PROVIDED DATA Start Marker

//! Credential resolution.
//!
//! Each field is taken from the first source that has it:
//! 1. the device's own input row (trimmed, non-empty),
//! 2. the run-wide fallback from `--user` / `--pass`,
//! 3. an interactive prompt (username echoed, password hidden).
//!
//! Passwords live in [`Zeroizing`] buffers and never appear in `Debug`
//! output or logs.

use std::fmt;

use dialoguer::console::Term;
use dialoguer::{Input, Password};
use zeroize::Zeroizing;

use crate::error::{Result, ScanError};
use crate::util::env::can_prompt;

/// Username and password for one device.
#[derive(Clone)]
pub struct Credential {
    pub username: String,
    password: Zeroizing<String>,
}

impl Credential {
    #[must_use]
    pub fn new(username: impl Into<String>, password: impl Into<String>) -> Self {
        Self {
            username: username.into(),
            password: Zeroizing::new(password.into()),
        }
    }

    /// Plain password, for the login body only.
    #[must_use]
    pub fn password(&self) -> &str {
        &self.password
    }
}

impl fmt::Debug for Credential {
    fn fmt(&self, f: &mut fmt::Formatter<'_>) -> fmt::Result {
        f.debug_struct("Credential")
            .field("username", &self.username)
            .field("password", &"<redacted>")
            .finish()
    }
}

/// Where a resolved field came from.
#[derive(Debug, Clone, Copy, PartialEq, Eq)]
pub enum CredentialSource {
    Row,
    Fallback,
    Prompt,
}

impl CredentialSource {
    #[must_use]
    pub const fn as_str(self) -> &'static str {
        match self {
            Self::Row => "row",
            Self::Fallback => "fallback",
            Self::Prompt => "prompt",
        }
    }
}

/// Interactive input for missing fields.
pub trait Prompter: Send + Sync {
    /// False when nobody can answer a prompt.
    fn is_interactive(&self) -> bool;

    /// Ask for a username (echoed).
    ///
    /// # Errors
    ///
    /// Returns error if the terminal cannot be read.
    fn prompt_username(&self, host: &str) -> Result<String>;

    /// Ask for a password (not echoed).
    ///
    /// # Errors
    ///
    /// Returns error if the terminal cannot be read.
    fn prompt_password(&self, host: &str, username: &str) -> Result<String>;
}

/// Prompts on the controlling terminal via `dialoguer`.
#[derive(Debug, Default)]
pub struct TerminalPrompter;

impl Prompter for TerminalPrompter {
    fn is_interactive(&self) -> bool {
        can_prompt()
    }

    fn prompt_username(&self, host: &str) -> Result<String> {
        Input::<String>::new()
            .with_prompt(format!("Username for {host}"))
            .interact_text_on(&Term::stderr())
            .map_err(|e| ScanError::Other(anyhow::anyhow!("username prompt failed: {e}")))
    }

    fn prompt_password(&self, host: &str, username: &str) -> Result<String> {
        Password::new()
            .with_prompt(format!("Password for {username}@{host}"))
            .interact_on(&Term::stderr())
            .map_err(|e| ScanError::Other(anyhow::anyhow!("password prompt failed: {e}")))
    }
}

/// Never prompts; unresolved fields become [`ScanError::CredentialsUnresolved`].
#[derive(Debug, Default)]
pub struct NonInteractive;

impl Prompter for NonInteractive {
    fn is_interactive(&self) -> bool {
        false
    }

    fn prompt_username(&self, host: &str) -> Result<String> {
        Err(ScanError::CredentialsUnresolved {
            host: host.to_string(),
            field: "username",
        })
    }

    fn prompt_password(&self, host: &str, _username: &str) -> Result<String> {
        Err(ScanError::CredentialsUnresolved {
            host: host.to_string(),
            field: "password",
        })
    }
}

/// Run-wide fallback values from the command line.
#[derive(Clone, Default)]
pub struct FallbackCredentials {
    pub username: Option<String>,
    pub password: Option<Zeroizing<String>>,
}

impl FallbackCredentials {
    #[must_use]
    pub fn new(username: Option<String>, password: Option<String>) -> Self {
        Self {
            username: non_blank(username.as_deref()),
            password: non_blank(password.as_deref()).map(Zeroizing::new),
        }
    }
}

impl fmt::Debug for FallbackCredentials {
    fn fmt(&self, f: &mut fmt::Formatter<'_>) -> fmt::Result {
        f.debug_struct("FallbackCredentials")
            .field("username", &self.username)
            .field("password", &self.password.as_ref().map(|_| "<redacted>"))
            .finish()
    }
}

fn non_blank(value: Option<&str>) -> Option<String> {
    value
        .map(str::trim)
        .filter(|v| !v.is_empty())
        .map(str::to_string)
}

/// Resolves a [`Credential`] per device from row, fallback and prompt.
pub struct CredentialResolver<'a> {
    fallback: FallbackCredentials,
    prompter: &'a dyn Prompter,
}

impl<'a> CredentialResolver<'a> {
    #[must_use]
    pub fn new(fallback: FallbackCredentials, prompter: &'a dyn Prompter) -> Self {
        Self { fallback, prompter }
    }

    /// Resolve credentials for `host`.
    ///
    /// # Errors
    ///
    /// [`ScanError::CredentialsUnresolved`] when a field is missing from every
    /// non-interactive source and the prompter cannot ask.
    pub fn resolve(
        &self,
        host: &str,
        row_username: Option<&str>,
        row_password: Option<&str>,
    ) -> Result<Credential> {
        let (username, user_source) = match non_blank(row_username) {
            Some(u) => (u, CredentialSource::Row),
            None => match &self.fallback.username {
                Some(u) => (u.clone(), CredentialSource::Fallback),
                None => (self.ask_username(host)?, CredentialSource::Prompt),
            },
        };

        let (password, pass_source) = match non_blank(row_password) {
            Some(p) => (Zeroizing::new(p), CredentialSource::Row),
            None => match &self.fallback.password {
                Some(p) => (p.clone(), CredentialSource::Fallback),
                None => (
                    Zeroizing::new(self.ask_password(host, &username)?),
                    CredentialSource::Prompt,
                ),
            },
        };

        tracing::debug!(
            host,
            username = %username,
            username_source = user_source.as_str(),
            password_source = pass_source.as_str(),
            "Resolved credentials"
        );

        Ok(Credential { username, password })
    }

    fn ask_username(&self, host: &str) -> Result<String> {
        if !self.prompter.is_interactive() {
            return Err(ScanError::CredentialsUnresolved {
                host: host.to_string(),
                field: "username",
            });
        }
        let value = self.prompter.prompt_username(host)?;
        non_blank(Some(&value)).ok_or_else(|| ScanError::CredentialsUnresolved {
            host: host.to_string(),
            field: "username",
        })
    }

    fn ask_password(&self, host: &str, username: &str) -> Result<String> {
        if !self.prompter.is_interactive() {
            return Err(ScanError::CredentialsUnresolved {
                host: host.to_string(),
                field: "password",
            });
        }
        let value = self.prompter.prompt_password(host, username)?;
        if value.is_empty() {
            return Err(ScanError::CredentialsUnresolved {
                host: host.to_string(),
                field: "password",
            });
        }
        Ok(value)
    }
}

PROVIDED DATA End Marker

◆ **WORK REQUIRED**: What are the lines above that hold the string "crate"? Copy them.

◆ **TASK ANSWER**:
use crate::error::{Result, ScanError};
use crate::util::env::can_prompt;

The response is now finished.